Exercise prompt ▸ Among the entries below, find the lines holding "impl" and copy them.

Supplied material ▸
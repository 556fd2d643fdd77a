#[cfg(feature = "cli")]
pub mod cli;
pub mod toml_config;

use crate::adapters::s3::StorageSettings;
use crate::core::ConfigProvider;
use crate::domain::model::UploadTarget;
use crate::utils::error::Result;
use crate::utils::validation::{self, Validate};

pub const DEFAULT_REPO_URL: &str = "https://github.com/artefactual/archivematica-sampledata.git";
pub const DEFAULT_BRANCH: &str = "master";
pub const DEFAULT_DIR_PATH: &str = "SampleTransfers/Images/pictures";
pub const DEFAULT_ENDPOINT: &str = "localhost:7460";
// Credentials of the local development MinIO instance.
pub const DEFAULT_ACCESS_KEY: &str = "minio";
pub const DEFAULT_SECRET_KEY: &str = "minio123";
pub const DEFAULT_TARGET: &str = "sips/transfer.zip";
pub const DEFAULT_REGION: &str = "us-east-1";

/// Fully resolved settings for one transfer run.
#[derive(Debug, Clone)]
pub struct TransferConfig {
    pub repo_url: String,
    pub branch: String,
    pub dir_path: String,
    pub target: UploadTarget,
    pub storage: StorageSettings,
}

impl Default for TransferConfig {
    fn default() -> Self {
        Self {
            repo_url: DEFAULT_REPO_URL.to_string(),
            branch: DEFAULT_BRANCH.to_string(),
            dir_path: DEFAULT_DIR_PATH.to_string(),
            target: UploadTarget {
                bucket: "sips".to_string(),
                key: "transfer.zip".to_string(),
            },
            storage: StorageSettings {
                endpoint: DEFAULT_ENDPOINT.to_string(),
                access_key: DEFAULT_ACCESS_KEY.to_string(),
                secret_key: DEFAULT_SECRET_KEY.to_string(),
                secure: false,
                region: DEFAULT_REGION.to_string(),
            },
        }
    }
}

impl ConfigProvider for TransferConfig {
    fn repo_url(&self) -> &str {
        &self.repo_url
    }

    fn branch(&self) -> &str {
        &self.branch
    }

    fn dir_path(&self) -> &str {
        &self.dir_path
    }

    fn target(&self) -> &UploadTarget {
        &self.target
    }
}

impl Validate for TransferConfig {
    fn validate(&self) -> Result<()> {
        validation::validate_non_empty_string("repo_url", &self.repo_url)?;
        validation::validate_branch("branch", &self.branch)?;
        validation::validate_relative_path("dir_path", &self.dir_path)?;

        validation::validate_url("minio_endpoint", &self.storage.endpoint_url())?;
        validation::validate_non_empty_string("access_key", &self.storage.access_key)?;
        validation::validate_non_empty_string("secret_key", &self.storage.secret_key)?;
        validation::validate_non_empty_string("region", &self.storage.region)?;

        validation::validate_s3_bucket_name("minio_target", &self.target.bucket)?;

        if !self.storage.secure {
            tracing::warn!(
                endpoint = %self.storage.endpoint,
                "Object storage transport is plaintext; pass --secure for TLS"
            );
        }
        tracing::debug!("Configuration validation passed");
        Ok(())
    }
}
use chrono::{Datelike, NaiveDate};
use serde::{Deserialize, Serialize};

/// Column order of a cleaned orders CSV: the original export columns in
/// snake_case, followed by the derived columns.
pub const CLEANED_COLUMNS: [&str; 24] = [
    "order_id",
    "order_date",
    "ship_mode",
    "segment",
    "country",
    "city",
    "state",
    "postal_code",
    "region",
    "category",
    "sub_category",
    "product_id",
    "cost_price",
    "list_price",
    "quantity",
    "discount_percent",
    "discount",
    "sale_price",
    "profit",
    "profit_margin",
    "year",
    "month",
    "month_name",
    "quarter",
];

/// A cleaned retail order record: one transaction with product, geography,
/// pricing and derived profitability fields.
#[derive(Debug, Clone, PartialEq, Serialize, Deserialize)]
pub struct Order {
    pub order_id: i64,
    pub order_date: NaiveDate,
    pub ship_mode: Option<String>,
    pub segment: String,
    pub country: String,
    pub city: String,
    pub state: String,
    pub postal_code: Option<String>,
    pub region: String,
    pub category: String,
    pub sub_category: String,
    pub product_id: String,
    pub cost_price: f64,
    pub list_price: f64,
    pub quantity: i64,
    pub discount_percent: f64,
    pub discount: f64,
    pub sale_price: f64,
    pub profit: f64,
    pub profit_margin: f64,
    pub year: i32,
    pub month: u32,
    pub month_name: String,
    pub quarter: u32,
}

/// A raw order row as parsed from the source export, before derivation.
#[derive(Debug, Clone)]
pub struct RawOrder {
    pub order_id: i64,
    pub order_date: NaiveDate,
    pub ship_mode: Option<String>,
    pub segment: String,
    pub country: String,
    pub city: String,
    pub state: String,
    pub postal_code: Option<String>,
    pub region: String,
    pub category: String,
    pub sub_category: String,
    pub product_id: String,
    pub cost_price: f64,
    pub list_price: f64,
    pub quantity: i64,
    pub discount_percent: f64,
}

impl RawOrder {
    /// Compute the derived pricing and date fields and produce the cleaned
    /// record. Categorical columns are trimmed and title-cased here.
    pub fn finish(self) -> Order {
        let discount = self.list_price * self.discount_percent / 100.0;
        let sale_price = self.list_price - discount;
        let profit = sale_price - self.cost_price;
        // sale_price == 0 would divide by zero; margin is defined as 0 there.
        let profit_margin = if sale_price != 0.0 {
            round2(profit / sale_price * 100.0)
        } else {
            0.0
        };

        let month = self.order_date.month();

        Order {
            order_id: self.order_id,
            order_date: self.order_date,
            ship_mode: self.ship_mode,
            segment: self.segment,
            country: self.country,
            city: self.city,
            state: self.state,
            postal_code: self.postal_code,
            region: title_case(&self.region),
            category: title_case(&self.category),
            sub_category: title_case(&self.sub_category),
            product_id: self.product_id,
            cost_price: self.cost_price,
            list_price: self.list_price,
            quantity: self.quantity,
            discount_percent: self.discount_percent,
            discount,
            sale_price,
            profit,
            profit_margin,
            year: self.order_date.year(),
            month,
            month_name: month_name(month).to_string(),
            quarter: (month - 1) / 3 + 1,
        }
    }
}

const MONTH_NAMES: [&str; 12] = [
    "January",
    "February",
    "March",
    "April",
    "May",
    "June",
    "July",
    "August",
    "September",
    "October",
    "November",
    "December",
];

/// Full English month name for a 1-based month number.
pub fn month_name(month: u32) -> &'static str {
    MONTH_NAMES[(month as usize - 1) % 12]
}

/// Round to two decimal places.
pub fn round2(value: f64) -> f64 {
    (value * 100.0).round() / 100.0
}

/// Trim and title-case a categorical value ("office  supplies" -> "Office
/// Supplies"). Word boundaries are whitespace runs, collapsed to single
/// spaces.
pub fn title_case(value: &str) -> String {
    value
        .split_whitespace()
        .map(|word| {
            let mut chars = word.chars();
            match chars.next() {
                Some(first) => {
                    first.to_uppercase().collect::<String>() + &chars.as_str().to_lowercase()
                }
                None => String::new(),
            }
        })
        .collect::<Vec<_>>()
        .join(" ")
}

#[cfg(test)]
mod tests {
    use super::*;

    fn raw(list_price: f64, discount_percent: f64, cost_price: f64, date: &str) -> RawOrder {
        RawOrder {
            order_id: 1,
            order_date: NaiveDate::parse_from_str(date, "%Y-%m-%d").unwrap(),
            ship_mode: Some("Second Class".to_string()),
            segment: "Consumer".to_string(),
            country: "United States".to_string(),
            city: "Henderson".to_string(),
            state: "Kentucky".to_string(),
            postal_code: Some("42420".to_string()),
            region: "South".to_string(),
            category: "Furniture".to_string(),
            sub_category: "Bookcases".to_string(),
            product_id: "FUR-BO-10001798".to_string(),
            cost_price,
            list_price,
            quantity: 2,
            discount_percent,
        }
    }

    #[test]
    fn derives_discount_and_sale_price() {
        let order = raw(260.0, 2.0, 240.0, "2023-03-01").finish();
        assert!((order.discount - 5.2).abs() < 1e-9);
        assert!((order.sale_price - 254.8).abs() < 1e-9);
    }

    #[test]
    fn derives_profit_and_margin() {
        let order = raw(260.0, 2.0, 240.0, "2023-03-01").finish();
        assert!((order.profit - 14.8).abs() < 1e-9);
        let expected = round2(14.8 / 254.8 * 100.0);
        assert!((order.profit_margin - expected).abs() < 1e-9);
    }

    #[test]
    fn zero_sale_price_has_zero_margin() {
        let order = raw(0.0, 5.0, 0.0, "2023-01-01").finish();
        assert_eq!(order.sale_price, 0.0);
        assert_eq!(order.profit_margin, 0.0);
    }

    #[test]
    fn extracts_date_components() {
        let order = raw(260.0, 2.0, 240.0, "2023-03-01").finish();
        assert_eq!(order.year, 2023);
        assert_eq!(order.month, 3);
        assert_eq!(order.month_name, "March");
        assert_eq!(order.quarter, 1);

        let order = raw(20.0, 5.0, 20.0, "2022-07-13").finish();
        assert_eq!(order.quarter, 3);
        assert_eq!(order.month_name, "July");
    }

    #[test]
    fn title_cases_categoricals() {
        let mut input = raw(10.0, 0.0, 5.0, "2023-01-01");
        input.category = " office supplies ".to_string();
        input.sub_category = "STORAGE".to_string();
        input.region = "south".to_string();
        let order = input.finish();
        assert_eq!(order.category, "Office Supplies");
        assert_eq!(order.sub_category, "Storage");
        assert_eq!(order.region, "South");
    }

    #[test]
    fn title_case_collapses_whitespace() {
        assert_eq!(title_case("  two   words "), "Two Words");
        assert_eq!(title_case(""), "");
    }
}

Response area ▸
impl Default for TransferConfig {
impl ConfigProvider for TransferConfig {
impl Validate for TransferConfig {
impl RawOrder {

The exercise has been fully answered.